Scan the records below. Report the number of lines containing the word "PermitReason", and nothing more.

[Stored entries]
Segment Open

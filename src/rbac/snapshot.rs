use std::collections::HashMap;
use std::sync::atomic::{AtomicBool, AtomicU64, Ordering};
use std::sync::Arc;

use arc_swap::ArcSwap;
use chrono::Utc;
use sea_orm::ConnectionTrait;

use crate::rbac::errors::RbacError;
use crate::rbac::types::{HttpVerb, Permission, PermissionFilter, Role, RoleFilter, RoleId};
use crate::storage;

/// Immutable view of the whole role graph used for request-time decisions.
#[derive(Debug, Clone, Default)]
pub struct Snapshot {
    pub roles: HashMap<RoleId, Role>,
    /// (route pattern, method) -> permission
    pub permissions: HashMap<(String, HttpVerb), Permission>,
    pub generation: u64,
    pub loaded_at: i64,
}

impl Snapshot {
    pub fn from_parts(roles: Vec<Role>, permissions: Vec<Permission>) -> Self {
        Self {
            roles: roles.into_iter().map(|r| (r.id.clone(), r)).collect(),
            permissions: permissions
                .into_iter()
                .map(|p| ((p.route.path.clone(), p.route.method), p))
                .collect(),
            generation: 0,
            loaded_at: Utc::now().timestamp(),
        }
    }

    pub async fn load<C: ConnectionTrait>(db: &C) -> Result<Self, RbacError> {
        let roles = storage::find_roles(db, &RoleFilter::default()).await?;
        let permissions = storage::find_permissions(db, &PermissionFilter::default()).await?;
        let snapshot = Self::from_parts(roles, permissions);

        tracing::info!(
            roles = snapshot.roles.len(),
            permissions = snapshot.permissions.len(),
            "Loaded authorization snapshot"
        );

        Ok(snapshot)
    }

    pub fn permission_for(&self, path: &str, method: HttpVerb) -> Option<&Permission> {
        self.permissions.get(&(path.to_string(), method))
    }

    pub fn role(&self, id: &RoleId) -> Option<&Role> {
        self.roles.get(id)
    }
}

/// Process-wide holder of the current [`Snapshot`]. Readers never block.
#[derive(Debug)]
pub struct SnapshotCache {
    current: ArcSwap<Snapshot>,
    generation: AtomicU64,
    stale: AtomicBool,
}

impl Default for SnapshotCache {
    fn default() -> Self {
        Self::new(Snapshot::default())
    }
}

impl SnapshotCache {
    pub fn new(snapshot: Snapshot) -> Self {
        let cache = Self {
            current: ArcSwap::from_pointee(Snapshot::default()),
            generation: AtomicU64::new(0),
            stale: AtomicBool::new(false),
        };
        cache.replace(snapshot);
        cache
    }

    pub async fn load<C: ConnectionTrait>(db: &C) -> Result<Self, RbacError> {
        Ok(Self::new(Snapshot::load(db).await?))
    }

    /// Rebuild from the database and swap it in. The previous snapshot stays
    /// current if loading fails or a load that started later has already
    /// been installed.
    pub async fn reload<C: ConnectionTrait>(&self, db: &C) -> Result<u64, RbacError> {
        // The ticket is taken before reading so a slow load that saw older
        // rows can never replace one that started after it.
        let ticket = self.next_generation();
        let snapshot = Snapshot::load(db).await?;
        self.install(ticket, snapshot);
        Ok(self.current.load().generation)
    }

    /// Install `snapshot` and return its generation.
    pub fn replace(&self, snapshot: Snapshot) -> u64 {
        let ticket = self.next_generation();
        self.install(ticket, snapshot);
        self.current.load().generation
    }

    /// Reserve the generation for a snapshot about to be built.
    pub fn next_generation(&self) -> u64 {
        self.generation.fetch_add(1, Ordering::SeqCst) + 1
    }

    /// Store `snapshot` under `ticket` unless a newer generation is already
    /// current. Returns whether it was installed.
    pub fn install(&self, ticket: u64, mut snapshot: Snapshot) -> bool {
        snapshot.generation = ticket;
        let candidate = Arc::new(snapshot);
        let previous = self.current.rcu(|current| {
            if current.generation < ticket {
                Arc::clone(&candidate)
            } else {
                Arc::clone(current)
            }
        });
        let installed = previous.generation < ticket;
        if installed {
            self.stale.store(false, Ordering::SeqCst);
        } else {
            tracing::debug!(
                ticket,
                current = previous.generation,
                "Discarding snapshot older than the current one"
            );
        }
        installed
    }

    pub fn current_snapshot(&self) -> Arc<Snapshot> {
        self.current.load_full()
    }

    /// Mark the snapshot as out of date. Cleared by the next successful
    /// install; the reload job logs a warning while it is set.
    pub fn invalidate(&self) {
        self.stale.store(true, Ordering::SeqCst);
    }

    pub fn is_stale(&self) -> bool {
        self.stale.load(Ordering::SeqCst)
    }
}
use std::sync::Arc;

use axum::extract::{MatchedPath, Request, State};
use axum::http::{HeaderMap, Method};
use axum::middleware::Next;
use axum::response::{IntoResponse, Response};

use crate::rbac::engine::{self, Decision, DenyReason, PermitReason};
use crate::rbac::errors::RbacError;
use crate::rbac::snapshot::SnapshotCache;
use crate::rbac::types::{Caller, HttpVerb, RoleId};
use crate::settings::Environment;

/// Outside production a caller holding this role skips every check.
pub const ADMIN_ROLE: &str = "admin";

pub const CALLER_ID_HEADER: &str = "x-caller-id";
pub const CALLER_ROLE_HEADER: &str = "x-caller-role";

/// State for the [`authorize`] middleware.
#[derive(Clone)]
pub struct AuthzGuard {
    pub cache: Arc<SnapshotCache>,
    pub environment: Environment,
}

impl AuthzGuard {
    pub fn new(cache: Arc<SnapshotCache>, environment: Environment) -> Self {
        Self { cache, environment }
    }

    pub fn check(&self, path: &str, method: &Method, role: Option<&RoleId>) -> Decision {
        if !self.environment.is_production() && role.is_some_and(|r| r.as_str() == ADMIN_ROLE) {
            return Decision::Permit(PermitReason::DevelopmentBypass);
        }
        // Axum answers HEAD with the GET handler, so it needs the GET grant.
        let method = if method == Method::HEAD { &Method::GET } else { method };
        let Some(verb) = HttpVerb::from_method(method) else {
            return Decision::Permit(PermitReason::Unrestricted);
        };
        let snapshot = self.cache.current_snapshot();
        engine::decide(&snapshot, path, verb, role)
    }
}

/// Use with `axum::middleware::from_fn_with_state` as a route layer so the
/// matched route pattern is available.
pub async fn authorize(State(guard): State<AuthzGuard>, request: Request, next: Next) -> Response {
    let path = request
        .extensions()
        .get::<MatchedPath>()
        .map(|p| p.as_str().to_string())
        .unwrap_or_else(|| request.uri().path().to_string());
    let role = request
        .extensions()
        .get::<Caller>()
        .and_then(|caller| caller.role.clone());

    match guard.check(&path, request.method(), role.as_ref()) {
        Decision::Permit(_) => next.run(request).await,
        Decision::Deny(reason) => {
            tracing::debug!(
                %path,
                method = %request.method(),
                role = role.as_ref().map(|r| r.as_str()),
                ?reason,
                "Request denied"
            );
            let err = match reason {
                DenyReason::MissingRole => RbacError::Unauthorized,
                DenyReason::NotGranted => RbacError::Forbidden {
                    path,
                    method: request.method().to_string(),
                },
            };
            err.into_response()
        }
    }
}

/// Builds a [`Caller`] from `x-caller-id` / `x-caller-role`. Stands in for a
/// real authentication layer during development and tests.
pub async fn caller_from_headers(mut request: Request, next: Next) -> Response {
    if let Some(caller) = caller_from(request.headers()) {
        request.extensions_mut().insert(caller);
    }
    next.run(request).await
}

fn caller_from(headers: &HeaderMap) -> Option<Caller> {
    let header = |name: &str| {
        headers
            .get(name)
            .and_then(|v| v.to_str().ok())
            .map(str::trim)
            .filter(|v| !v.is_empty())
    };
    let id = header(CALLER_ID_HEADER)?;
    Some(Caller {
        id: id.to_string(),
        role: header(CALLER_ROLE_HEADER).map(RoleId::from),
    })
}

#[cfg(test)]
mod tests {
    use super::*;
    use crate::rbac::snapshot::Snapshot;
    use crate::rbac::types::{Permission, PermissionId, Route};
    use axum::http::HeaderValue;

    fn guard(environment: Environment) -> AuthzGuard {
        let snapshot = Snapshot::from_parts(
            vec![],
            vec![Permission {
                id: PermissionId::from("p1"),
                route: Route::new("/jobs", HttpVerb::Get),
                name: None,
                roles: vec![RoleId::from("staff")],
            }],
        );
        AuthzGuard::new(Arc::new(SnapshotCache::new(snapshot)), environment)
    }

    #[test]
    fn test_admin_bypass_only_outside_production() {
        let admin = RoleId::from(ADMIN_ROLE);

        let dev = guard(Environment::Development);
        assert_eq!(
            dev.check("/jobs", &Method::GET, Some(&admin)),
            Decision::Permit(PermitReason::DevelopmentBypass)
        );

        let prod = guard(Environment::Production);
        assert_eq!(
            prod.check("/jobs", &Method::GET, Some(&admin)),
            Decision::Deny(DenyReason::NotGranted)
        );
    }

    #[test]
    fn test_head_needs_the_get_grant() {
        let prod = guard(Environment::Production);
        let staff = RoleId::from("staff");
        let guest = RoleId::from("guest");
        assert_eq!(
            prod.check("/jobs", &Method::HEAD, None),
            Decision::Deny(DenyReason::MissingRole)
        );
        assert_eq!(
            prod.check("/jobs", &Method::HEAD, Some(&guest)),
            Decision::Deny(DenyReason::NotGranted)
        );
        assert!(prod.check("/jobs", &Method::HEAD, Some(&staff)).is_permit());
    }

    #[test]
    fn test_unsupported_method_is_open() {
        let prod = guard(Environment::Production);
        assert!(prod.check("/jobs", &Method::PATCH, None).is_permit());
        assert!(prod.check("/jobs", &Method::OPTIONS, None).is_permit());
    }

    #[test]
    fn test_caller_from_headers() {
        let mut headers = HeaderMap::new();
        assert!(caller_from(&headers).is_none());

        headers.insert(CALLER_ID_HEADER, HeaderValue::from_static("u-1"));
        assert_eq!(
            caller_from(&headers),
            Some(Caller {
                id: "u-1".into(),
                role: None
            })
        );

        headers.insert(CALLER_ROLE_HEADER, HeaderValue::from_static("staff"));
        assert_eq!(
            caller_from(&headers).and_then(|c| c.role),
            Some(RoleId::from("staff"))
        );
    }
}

Segment Closed

[Expected output]
4